**EXERCISE**: Needed from the data below: all lines that contain the word "CancellationToken".

- - - -

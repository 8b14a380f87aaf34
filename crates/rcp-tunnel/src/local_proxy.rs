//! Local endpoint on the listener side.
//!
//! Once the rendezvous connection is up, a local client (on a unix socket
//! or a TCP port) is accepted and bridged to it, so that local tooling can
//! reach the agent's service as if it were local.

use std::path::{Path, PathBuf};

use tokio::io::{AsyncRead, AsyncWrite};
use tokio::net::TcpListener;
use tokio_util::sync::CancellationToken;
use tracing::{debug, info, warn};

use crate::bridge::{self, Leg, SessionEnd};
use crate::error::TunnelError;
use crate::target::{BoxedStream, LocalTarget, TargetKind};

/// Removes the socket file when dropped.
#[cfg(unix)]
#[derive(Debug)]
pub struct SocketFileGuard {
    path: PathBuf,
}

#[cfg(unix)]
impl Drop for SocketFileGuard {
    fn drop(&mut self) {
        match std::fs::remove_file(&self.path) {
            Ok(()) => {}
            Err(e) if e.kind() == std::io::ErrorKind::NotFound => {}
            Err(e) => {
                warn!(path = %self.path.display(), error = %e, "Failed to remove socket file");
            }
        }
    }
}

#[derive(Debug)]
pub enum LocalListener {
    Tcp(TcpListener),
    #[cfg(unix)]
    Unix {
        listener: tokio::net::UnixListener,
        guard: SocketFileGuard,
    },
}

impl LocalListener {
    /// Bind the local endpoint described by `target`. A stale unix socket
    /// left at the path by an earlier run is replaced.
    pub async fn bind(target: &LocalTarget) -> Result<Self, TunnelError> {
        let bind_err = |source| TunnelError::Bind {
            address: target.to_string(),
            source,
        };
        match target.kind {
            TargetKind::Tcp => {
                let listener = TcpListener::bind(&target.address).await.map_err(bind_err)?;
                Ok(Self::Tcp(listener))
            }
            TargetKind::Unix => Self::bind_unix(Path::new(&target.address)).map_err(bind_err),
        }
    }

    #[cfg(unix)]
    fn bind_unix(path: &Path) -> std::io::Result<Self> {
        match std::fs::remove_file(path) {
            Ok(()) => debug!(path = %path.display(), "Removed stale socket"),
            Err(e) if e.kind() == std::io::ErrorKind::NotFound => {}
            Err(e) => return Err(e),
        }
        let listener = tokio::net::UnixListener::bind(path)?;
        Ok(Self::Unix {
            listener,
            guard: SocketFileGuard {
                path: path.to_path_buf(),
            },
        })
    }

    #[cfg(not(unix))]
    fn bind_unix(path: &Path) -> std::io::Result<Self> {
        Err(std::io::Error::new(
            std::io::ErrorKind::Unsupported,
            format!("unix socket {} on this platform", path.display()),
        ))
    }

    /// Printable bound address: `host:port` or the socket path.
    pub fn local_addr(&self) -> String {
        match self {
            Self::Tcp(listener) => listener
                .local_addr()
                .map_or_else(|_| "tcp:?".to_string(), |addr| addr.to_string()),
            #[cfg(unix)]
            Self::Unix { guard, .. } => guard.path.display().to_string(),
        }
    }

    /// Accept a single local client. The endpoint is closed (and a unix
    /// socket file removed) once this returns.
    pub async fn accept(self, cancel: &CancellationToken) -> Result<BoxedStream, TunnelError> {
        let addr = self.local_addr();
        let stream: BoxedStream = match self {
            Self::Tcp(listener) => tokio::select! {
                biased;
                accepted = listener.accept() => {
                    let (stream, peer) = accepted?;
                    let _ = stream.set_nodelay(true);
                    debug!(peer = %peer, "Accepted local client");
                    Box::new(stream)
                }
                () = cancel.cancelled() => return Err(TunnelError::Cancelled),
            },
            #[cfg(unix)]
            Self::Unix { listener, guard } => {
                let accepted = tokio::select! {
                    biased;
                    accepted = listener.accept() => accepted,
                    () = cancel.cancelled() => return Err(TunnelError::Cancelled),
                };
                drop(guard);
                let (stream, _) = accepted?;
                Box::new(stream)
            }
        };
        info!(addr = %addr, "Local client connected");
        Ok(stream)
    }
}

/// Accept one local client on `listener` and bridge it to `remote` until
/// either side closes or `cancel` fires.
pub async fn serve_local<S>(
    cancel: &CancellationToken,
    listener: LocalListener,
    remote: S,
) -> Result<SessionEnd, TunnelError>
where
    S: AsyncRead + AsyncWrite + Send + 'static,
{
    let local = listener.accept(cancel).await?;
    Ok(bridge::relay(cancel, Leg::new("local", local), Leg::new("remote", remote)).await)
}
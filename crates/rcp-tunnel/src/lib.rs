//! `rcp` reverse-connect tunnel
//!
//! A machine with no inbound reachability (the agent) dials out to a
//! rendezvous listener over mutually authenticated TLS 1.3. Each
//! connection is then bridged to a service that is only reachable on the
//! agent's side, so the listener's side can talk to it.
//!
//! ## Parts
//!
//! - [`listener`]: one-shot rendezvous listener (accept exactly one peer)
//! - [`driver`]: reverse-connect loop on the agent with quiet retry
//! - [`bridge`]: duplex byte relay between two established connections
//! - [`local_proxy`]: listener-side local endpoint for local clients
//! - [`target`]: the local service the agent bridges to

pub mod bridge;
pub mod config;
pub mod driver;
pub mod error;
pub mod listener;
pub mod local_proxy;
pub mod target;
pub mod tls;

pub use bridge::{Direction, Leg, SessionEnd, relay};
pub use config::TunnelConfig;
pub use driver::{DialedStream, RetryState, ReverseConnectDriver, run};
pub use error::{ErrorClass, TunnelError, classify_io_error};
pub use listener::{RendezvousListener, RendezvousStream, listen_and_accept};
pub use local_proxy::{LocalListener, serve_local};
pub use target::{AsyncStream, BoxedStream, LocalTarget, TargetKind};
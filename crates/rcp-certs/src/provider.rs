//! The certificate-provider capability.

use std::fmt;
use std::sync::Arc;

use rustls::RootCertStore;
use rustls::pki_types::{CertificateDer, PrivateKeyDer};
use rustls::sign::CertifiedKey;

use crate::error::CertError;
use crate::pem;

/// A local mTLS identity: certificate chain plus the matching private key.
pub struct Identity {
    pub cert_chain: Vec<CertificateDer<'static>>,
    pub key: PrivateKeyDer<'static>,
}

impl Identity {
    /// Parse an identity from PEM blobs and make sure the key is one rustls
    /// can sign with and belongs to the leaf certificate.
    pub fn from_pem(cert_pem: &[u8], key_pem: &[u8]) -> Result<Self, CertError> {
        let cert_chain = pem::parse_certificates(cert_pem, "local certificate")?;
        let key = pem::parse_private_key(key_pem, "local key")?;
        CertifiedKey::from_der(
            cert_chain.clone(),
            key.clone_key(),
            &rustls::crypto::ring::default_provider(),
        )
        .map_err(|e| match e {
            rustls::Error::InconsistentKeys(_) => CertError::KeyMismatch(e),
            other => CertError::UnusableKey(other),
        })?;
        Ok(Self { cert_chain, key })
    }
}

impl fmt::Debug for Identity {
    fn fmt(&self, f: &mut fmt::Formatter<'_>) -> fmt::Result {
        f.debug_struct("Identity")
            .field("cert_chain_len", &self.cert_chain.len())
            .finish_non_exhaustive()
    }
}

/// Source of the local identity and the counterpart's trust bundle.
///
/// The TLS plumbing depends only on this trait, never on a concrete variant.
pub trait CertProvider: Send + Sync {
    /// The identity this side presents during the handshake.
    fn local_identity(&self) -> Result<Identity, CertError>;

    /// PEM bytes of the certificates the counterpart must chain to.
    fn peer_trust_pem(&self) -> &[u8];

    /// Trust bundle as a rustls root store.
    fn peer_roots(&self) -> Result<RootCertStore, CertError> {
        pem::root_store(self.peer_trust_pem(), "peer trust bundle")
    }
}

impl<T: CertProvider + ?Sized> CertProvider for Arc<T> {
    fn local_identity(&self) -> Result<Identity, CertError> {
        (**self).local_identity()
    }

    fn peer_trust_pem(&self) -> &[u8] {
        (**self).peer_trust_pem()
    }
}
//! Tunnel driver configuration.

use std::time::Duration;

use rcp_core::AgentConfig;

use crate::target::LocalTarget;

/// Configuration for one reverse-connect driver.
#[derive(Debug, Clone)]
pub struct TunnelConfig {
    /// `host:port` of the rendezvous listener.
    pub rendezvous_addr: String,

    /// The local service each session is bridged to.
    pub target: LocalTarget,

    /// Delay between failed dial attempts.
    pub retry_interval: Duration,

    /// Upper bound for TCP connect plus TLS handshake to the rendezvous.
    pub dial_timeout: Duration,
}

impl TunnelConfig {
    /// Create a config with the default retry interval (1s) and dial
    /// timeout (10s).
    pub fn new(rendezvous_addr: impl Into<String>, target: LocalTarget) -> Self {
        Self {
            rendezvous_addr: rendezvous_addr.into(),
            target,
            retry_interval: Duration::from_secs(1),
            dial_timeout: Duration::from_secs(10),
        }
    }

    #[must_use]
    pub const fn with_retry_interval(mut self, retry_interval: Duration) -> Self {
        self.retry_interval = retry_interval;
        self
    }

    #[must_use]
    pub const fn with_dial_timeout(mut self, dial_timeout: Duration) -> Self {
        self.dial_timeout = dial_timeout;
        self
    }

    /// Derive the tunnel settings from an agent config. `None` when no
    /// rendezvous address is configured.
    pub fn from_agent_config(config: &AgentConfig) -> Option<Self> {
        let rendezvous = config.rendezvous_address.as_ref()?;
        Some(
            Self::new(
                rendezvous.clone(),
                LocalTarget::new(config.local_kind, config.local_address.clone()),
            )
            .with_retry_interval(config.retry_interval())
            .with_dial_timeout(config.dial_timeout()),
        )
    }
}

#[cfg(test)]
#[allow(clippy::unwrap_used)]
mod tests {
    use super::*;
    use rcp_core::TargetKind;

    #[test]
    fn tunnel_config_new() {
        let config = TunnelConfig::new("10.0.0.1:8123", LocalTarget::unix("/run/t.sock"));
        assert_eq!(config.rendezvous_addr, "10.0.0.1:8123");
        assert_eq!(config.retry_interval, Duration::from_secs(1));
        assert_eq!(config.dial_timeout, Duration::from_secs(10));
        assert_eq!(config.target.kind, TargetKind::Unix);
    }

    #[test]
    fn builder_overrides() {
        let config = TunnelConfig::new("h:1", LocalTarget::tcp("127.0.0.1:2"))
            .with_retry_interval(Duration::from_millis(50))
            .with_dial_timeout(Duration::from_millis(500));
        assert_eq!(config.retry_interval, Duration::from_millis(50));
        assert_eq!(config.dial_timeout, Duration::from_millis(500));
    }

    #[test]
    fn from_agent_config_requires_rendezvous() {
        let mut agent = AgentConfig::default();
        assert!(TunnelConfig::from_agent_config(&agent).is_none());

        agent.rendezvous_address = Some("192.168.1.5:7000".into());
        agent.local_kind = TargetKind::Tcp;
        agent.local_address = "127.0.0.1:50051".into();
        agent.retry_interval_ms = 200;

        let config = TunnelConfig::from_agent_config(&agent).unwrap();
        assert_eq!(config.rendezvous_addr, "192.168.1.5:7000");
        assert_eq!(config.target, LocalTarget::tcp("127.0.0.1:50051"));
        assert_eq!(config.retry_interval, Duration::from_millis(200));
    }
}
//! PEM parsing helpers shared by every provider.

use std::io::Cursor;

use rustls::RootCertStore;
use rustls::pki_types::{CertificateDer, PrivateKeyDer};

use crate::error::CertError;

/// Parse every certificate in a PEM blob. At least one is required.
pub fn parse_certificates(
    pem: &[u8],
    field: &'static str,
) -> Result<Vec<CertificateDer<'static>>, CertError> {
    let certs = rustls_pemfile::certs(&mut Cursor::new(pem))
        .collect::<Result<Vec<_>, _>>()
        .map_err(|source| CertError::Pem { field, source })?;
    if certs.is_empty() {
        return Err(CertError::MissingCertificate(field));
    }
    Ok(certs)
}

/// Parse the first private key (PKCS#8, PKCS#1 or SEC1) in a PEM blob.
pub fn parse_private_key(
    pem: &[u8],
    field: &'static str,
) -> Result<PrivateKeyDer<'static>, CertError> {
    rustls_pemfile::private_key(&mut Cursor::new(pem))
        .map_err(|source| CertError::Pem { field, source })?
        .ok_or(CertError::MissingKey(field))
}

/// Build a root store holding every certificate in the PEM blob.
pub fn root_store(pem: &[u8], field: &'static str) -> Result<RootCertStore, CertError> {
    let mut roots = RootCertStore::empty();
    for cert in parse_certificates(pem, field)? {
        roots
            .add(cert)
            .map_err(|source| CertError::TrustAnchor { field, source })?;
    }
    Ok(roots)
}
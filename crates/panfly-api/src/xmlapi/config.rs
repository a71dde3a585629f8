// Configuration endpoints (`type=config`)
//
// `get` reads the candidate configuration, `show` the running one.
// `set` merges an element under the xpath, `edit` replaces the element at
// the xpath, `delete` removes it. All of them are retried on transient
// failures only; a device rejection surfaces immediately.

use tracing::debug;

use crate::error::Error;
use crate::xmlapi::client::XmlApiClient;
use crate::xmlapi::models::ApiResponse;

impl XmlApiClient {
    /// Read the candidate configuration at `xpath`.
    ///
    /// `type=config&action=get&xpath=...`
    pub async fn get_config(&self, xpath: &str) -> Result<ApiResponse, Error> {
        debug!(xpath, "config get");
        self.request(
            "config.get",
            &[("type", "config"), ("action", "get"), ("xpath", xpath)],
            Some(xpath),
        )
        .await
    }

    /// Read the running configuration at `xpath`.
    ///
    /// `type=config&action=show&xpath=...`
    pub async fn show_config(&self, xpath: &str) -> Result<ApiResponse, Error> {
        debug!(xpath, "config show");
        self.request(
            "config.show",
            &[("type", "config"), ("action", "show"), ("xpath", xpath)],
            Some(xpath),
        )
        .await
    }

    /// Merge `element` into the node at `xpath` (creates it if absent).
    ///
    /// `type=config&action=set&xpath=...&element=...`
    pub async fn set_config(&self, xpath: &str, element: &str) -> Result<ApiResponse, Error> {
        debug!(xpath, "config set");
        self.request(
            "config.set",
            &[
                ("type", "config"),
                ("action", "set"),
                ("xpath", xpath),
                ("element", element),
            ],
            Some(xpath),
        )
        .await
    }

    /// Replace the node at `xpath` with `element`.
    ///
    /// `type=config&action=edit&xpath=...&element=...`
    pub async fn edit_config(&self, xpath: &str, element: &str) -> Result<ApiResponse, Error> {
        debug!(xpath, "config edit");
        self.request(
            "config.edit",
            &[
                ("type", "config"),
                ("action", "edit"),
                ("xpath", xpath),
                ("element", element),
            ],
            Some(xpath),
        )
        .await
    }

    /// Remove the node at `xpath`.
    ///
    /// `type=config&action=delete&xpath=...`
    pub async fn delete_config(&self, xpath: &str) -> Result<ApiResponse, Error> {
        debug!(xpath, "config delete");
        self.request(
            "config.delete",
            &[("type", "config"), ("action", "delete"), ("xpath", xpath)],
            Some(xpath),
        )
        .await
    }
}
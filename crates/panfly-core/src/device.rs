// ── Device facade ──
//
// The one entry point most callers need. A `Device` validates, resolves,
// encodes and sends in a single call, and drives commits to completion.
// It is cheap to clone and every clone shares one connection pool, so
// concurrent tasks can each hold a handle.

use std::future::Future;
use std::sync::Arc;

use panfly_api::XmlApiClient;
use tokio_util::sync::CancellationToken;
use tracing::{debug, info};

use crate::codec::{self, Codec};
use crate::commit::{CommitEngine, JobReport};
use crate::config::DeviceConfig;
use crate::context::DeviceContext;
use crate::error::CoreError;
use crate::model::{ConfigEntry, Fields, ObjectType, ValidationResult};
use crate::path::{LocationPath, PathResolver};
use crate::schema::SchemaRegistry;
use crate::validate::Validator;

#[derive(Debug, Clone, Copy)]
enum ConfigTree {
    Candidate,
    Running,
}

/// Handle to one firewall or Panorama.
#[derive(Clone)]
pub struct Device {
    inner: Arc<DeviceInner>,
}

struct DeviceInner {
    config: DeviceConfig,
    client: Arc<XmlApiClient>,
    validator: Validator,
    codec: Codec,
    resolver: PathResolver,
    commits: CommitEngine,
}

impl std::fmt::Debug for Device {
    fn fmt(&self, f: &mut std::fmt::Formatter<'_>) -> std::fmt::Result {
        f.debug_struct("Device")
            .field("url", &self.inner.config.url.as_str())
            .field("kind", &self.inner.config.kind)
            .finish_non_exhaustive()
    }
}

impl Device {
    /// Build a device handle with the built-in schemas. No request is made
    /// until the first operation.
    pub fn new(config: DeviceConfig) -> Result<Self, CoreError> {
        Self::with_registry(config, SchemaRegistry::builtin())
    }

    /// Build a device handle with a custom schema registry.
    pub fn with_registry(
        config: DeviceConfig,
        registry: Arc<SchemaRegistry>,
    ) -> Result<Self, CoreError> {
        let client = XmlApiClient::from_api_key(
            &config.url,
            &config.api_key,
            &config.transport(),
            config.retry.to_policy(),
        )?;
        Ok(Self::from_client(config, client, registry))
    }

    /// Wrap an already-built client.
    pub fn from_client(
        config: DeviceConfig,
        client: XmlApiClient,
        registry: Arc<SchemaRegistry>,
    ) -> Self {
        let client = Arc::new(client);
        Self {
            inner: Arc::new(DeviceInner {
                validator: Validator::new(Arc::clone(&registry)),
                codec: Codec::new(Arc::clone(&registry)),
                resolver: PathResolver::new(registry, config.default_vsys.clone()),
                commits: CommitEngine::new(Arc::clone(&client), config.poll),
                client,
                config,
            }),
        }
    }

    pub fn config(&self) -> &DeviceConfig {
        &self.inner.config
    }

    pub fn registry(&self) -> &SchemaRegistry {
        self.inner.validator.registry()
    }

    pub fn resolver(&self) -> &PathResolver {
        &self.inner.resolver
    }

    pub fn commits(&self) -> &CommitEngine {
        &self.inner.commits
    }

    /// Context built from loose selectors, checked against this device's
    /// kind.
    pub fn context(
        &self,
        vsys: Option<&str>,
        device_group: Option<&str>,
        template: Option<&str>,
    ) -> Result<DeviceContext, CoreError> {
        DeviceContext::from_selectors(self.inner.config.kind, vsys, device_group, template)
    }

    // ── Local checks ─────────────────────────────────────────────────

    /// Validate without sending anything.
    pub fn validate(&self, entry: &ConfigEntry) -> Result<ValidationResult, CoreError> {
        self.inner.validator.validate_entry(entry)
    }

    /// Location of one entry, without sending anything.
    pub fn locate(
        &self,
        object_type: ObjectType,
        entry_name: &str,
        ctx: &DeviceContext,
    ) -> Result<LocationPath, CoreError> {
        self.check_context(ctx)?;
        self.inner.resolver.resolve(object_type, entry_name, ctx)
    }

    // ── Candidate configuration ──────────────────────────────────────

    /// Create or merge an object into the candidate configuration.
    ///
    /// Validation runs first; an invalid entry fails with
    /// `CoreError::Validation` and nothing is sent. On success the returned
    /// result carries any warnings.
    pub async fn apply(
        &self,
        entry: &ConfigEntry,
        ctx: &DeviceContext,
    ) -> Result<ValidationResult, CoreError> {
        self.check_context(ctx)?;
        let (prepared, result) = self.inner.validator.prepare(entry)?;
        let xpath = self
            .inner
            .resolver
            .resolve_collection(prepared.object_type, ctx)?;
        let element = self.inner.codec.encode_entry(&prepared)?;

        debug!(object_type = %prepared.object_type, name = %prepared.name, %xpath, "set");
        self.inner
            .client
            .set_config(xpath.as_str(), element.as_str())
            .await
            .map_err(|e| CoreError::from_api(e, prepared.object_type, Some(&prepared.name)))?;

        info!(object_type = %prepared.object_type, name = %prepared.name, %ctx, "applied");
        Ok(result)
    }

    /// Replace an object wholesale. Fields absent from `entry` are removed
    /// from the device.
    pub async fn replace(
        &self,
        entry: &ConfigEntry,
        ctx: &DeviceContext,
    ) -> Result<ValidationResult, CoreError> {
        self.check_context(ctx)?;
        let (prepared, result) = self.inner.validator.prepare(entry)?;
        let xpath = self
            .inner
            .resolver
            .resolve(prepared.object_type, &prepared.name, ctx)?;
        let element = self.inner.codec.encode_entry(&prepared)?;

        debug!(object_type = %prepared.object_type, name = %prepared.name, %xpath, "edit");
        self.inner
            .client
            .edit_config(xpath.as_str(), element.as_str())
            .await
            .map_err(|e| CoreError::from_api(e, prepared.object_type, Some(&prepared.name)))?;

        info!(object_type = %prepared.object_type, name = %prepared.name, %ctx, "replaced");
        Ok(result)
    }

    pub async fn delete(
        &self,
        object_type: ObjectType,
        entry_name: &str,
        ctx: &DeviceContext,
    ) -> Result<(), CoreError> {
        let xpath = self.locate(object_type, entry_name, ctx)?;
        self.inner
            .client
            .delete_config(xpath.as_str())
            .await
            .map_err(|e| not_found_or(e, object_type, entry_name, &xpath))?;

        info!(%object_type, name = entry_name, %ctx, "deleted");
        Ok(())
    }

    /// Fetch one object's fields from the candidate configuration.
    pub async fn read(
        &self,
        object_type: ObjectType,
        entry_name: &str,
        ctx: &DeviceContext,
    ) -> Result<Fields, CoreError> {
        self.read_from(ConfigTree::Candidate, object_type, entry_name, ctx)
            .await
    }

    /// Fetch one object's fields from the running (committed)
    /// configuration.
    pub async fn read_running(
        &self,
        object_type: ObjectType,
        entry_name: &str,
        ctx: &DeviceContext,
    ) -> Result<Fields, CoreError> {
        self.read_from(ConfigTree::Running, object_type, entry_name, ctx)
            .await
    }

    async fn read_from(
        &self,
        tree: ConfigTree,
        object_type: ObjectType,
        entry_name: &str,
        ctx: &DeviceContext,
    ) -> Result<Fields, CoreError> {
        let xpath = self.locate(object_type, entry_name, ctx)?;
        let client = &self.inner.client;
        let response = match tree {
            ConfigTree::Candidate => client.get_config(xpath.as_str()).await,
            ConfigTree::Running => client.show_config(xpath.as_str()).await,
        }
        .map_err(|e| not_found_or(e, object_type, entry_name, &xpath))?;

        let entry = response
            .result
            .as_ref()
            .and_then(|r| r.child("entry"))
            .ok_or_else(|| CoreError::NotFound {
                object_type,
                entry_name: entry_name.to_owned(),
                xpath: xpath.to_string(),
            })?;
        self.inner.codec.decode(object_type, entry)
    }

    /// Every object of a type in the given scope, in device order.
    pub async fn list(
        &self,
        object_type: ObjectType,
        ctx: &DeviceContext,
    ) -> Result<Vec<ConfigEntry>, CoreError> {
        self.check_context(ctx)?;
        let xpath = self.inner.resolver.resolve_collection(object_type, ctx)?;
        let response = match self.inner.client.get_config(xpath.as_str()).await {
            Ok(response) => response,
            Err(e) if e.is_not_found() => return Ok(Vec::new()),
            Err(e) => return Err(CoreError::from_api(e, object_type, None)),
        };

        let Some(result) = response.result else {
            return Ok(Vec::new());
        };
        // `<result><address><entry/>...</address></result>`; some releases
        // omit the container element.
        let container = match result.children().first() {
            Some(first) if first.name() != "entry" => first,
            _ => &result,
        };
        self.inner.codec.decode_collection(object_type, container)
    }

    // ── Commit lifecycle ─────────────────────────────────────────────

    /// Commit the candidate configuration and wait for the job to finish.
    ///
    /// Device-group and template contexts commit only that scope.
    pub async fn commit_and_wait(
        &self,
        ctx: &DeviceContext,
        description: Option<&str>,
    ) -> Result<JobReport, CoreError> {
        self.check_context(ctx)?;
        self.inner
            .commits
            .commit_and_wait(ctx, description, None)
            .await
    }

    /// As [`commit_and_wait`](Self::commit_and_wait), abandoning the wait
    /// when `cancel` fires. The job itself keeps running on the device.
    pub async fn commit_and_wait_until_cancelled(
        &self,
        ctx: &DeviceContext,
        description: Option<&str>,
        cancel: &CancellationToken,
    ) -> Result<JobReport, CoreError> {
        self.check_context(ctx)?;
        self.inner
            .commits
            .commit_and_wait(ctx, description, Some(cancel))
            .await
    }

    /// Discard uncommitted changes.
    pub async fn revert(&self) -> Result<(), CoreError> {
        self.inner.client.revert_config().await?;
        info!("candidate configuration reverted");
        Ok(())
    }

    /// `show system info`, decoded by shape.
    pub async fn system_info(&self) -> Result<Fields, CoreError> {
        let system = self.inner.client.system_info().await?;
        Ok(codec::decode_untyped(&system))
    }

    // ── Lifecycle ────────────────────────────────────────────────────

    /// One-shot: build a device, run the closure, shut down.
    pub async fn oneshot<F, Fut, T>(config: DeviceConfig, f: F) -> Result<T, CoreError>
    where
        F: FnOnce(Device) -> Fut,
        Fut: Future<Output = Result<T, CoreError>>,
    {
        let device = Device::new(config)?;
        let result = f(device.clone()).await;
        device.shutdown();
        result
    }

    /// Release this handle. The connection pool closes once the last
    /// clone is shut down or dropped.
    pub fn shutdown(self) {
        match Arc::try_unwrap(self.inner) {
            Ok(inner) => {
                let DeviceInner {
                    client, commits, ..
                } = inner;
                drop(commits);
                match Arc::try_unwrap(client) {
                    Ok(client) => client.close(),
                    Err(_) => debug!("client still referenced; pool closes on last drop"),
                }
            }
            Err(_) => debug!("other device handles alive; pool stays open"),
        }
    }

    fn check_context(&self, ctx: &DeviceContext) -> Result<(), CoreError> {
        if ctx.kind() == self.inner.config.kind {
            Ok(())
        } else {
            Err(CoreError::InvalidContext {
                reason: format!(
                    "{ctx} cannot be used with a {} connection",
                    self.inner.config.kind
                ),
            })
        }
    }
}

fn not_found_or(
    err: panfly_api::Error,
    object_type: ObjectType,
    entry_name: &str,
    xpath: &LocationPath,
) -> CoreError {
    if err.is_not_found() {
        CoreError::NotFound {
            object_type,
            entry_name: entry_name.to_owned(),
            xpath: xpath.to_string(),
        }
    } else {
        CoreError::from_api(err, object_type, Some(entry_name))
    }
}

- - - -

**YOUR RESPONSE**:
use tokio_util::sync::CancellationToken;
    pub async fn accept(self, cancel: &CancellationToken) -> Result<BoxedStream, TunnelError> {
    cancel: &CancellationToken,
use tokio_util::sync::CancellationToken;
        cancel: &CancellationToken,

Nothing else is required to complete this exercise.